§ **Your task**
Please return every line in the entries below with the word "constants" in it.

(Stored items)
[Start of Attachment]
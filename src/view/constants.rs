//! Layout dimension constants for TUI rendering.
//!
//! Centralized location for layout-related numeric values so the layout and
//! the event loop agree on pane sizes.

use std::time::Duration;

/// Height of the header bar in lines.
///
/// Shows the user count, sort key, freshness stamp, loading and error text.
pub const HEADER_HEIGHT: u16 = 1;

/// Height of the search bar in lines (border + input line).
pub const SEARCH_BAR_HEIGHT: u16 = 3;

/// Height of the status bar in lines.
///
/// Single line for keyboard hints.
pub const STATUS_BAR_HEIGHT: u16 = 1;

/// Width percentage of the user list; the post pane takes the rest.
pub const USER_LIST_WIDTH_PERCENT: u16 = 50;

/// Width percentage for help overlay popup.
pub const HELP_POPUP_WIDTH_PERCENT: u16 = 60;

/// Height percentage for help overlay popup.
pub const HELP_POPUP_HEIGHT_PERCENT: u16 = 70;

/// How long the event loop waits for input before draining the worker.
pub const TICK_INTERVAL: Duration = Duration::from_millis(100);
[End of Attachment]
§ **Solution to this task**
filename src/view/constants.rs
//! Layout dimension constants for TUI rendering.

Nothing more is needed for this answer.